Le commandant de la CENTCOM des États-Unis affirme que l'Iran a besoin d'une génération pour reconstruire sa marine
JAKARTA - Le commandant du Centre de commandement des États-Unis (US CENTCOM) a déclaré qu'il fallait « une génération » pour reconstruire la marine iranienne en sa force précédente.
L’amiral Bradley Cooper a dit au comité des services armés du Sénat américain que l’armée du pays avait détruit plus de 90% des stocks iraniens, qui s’élèvent à environ 8 000 mines marines.
« Les bases industrielles de défense pour leurs drones et leurs missiles, ainsi que leur marine, ont été dégradées à 90%. Ils ne sont plus que 10% pour la marine », a-t-il déclaré, rapporté par The National (15/5).
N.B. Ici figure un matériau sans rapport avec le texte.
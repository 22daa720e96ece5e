//! `matrix-tree` command-line driver
//!
//! Runs the built-in demo or loads JSON tree descriptions and applies
//! collapse, multiply or scale to them.

mod commands;
mod demo;
mod logging;

use std::io::{self, Write};
use std::path::PathBuf;
use std::process::ExitCode;

use anyhow::Result;
use clap::{ArgAction, Parser, Subcommand};
use matrix_tree::{TreeContext, DEFAULT_MAX_DEPTH};
use tracing::debug;

#[derive(Debug, Parser)]
#[command(name = "matrix-tree", version, about = "Build, inspect and evaluate matrix trees")]
struct Cli {
    /// Increase log verbosity (-v info, -vv debug, -vvv trace)
    #[arg(short, long, action = ArgAction::Count, global = true)]
    verbose: u8,

    /// Maximum nesting depth allowed during collapse
    #[arg(long, global = true, default_value_t = DEFAULT_MAX_DEPTH)]
    max_depth: usize,

    #[command(subcommand)]
    command: Command,
}

#[derive(Debug, Subcommand)]
enum Command {
    /// Run the built-in walkthrough of every operation
    Demo,

    /// Print a tree's structure
    Show {
        /// JSON tree description
        file: PathBuf,
    },

    /// Print the collapsed matrix of a tree
    Collapse {
        /// JSON tree description
        file: PathBuf,
    },

    /// Multiply the collapsed matrix by a vector
    Multiply {
        /// JSON tree description
        file: PathBuf,

        /// Comma-separated vector, one entry per column
        #[arg(long, value_delimiter = ',', allow_hyphen_values = true, required = true)]
        x: Vec<f64>,
    },

    /// Scale every leaf by a scalar
    Scale {
        /// JSON tree description
        file: PathBuf,

        /// Scalar to multiply every leaf element by
        #[arg(long, allow_hyphen_values = true)]
        by: f64,

        /// Write the scaled description here instead of printing the tree
        #[arg(short, long)]
        output: Option<PathBuf>,
    },
}

fn run(cli: Cli, out: &mut dyn Write) -> Result<()> {
    let ctx = TreeContext::with_max_depth(cli.max_depth);
    debug!(?ctx, command = ?cli.command, "dispatching");

    match cli.command {
        Command::Demo => demo::run(&ctx, out),
        Command::Show { file } => commands::show(&commands::load(&file)?, out),
        Command::Collapse { file } => commands::collapse(&commands::load(&file)?, &ctx, out),
        Command::Multiply { file, x } => {
            commands::multiply(&commands::load(&file)?, &x, &ctx, out)
        }
        Command::Scale { file, by, output } => {
            commands::scale(commands::load(&file)?, by, output.as_deref(), out)
        }
    }
}

fn main() -> ExitCode {
    let cli = Cli::parse();

    if let Err(err) = logging::init_tracing(logging::level_for(cli.verbose)) {
        eprintln!("warning: {err}");
    }

    let stdout = io::stdout();
    let mut out = stdout.lock();
    match run(cli, &mut out) {
        Ok(()) => ExitCode::SUCCESS,
        Err(err) => {
            eprintln!("error: {err:#}");
            ExitCode::FAILURE
        }
    }
}

#[cfg(test)]
mod tests {
    use super::*;

    #[test]
    fn test_cli_definition_is_valid() {
        use clap::CommandFactory;
        Cli::command().debug_assert();
    }

    #[test]
    fn test_parse_multiply_vector() {
        let cli = Cli::try_parse_from([
            "matrix-tree",
            "multiply",
            "tree.json",
            "--x",
            "1,-2.5,3",
        ])
        .unwrap();
        match cli.command {
            Command::Multiply { x, .. } => assert_eq!(x, vec![1.0, -2.5, 3.0]),
            other => panic!("unexpected command: {other:?}"),
        }
    }

    #[test]
    fn test_global_flags() {
        let cli = Cli::try_parse_from(["matrix-tree", "demo", "-vv", "--max-depth", "3"]).unwrap();
        assert_eq!(cli.verbose, 2);
        assert_eq!(cli.max_depth, 3);
    }

    #[test]
    fn test_run_demo() {
        let cli = Cli::try_parse_from(["matrix-tree", "demo"]).unwrap();
        let mut out = Vec::new();
        run(cli, &mut out).unwrap();
        assert!(!out.is_empty());
    }
}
« Ma perspective professionnelle à ce sujet est également que l’Iran ne reviendra pas au même niveau de marine qu’il a eu pendant une génération. »
En outre, l'amiral Cooper a reconnu que l'Iran disposait toujours des ressources nécessaires pour mener des attaques dans les régions environnantes, mais pas aussi largement qu'auparavant.
Il a déclaré que la capacité offensive de l'Iran avait été dégradée au point où elle ne représentait plus une menace majeure pour les États-Unis ou leurs partenaires régionaux.
Cependant, la sénatrice démocrate Elissa Slotkin a questionné pourquoi les États-Unis n'avaient pas rouvert le détroit d'Ormuz si l'Iran n'était plus une menace militaire.
« Si l’armée américaine ne ferme pas physiquement la passe à l’heure actuelle, c’est parce qu’Iran a effectivement la capacité réelle de mener des attaques ou des attaques de drones contre les pays du Golfe, affectant leur infrastructure pétrolière et poussant les prix du pétrole à travers le monde encore plus haut », a demandé Slotkin.
« Peut-être que ses capacités ont diminuées, mais ce sont des capacités réelles, à moins que je n'ai rien manqué », a-t-il conclu.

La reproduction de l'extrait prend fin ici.